Geometric estimators calculate the "Intrinsic Dimension" (ID) based on distances between points, rather than variance of global projections. This is crucial for manifolds that are non-linear (e.g., a Swiss Roll).

The Swiss Roll Problem

A "Swiss Roll" is a 2D plane rolled up in 3D.

  • PCA will see it as 3D (because variance exists in x, y, z).
  • Geometric ID should see it as 2D (locally, it's a plane).
import numpy as np
import effdim
from sklearn.datasets import make_swiss_roll

# Generate Swiss Roll
X, _ = make_swiss_roll(n_samples=2000, noise=0.01)

# Compute dimensionalities
results = effdim.compute_dim(X)

# PCA
pca_dim = results['pca_explained_variance_95']
print(f"Global PCA Dimension: {pca_dim}")
# Likely 3, because the roll occupies 3D volume globally.
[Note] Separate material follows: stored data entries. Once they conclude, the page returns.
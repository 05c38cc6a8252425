use dioxus::prelude::*;

/// Scrollable table wrapper with co-located styles.
#[component]
pub fn DataTable(children: Element) -> Element {
    rsx! {
        document::Link { rel: "stylesheet", href: asset!("./style.css") }
        div { class: "data-table",
            table {
                {children}
            }
        }
    }
}

/// Wraps `DataTableColumn`s in a `thead > tr`.
#[component]
pub fn DataTableHeader(children: Element) -> Element {
    rsx! {
        thead {
            tr { {children} }
        }
    }
}

#[component]
pub fn DataTableBody(children: Element) -> Element {
    rsx! {
        tbody { {children} }
    }
}

#[component]
pub fn DataTableColumn(#[props(default)] align_end: bool, children: Element) -> Element {
    rsx! {
        th { class: if align_end { "align-end" } else { "" }, {children} }
    }
}

/// Table row. Rows with a handler are clickable; `busy` dims the row
/// while a mutation on it is running.
#[component]
pub fn DataTableRow(
    #[props(default)] onclick: Option<EventHandler<MouseEvent>>,
    #[props(default)] busy: bool,
    children: Element,
) -> Element {
    let class = match (onclick.is_some(), busy) {
        (_, true) => "data-table-row busy",
        (true, false) => "data-table-row clickable",
        (false, false) => "data-table-row",
    };
    rsx! {
        tr {
            class,
            "aria-busy": busy,
            onclick: move |evt| {
                if let Some(handler) = &onclick {
                    handler.call(evt);
                }
            },
            {children}
        }
    }
}

#[component]
pub fn DataTableCell(#[props(default)] align_end: bool, children: Element) -> Element {
    rsx! {
        td { class: if align_end { "align-end" } else { "" }, {children} }
    }
}

/// Full-width row for "no results" and similar messages.
#[component]
pub fn DataTableEmpty(colspan: u32, children: Element) -> Element {
    rsx! {
        tr {
            td { class: "data-table-empty", colspan: "{colspan}", {children} }
        }
    }
}
use std::sync::Arc;

use client::{load_config, ApiClient, SharedStore};
use dioxus::prelude::*;

mod auth;
mod browser_store;
mod components;
pub mod format_helpers;
pub mod permission_gate;
mod routes;

use auth::AuthState;
use browser_store::BrowserStore;
use routes::Route;

const MAIN_CSS: Asset = asset!("/assets/main.css");

fn main() {
    dioxus::launch(App);
}

/// Detect the client platform from compile-time feature flags.
pub fn client_platform() -> &'static str {
    if cfg!(feature = "web") {
        "web"
    } else if cfg!(feature = "desktop") {
        "desktop"
    } else if cfg!(feature = "mobile") {
        "mobile"
    } else {
        "unknown"
    }
}

/// Reads persisted storage once, then mounts the routed application.
#[component]
fn App() -> Element {
    let snapshot = use_resource(browser_store::read_snapshot);

    let entries = match &*snapshot.read() {
        Some(entries) => entries.clone(),
        None => {
            return rsx! {
                document::Link { rel: "stylesheet", href: MAIN_CSS }
                div { class: "auth-guard-loading",
                    p { "Loading..." }
                }
            }
        }
    };

    rsx! {
        document::Link { rel: "stylesheet", href: MAIN_CSS }
        Shell { entries }
    }
}

/// Owns the process-wide API client and session state.
#[component]
fn Shell(entries: Vec<(String, String)>) -> Element {
    let api = use_context_provider(|| {
        let config = load_config();
        let store: SharedStore = Arc::new(BrowserStore::hydrate(entries.clone()));
        tracing::info!(
            platform = client_platform(),
            base_url = config.base_url(),
            "starting ProjectHub"
        );
        ApiClient::from_config(config, store)
    });

    use_context_provider(|| AuthState::restore(api.store().as_ref()));

    rsx! {
        SuspenseBoundary {
            fallback: |_| rsx! {
                div { class: "auth-guard-loading",
                    p { "Loading..." }
                }
            },
            Router::<Route> {}
        }
    }
}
# kNN Intrinsic Dimension (MLE)
knn_dim = results['mle_dimensionality']
print(f"kNN Intrinsic Dimension: {knn_dim:.2f}")
# Should be close to 2.0

# Two-NN
twonn_dim = results['two_nn_dimensionality']
print(f"Two-NN Intrinsic Dimension: {twonn_dim:.2f}")
# Should be close to 2.0

When to use Geometric Estimators?

  1. Non-linear manifolds: Image datasets (digits, faces) often lie on low-dimensional non-linear manifolds.
  2. Manifold Learning: Checking if your autoencoder latent space has matched the intrinsic dimension of the data.
  3. Local Analysis: Using pure geometry approaches can capture local variability better.

Limitations

  • Computational Cost: Requires computing nearest neighbors, which can be slow for large \(N\). effdim utilizes the highly efficient CFaiss implementation under the hood to speed this up.
  • Curse of Dimensionality: In extremely high dimensions, distance concentration can make geometric estimation unstable.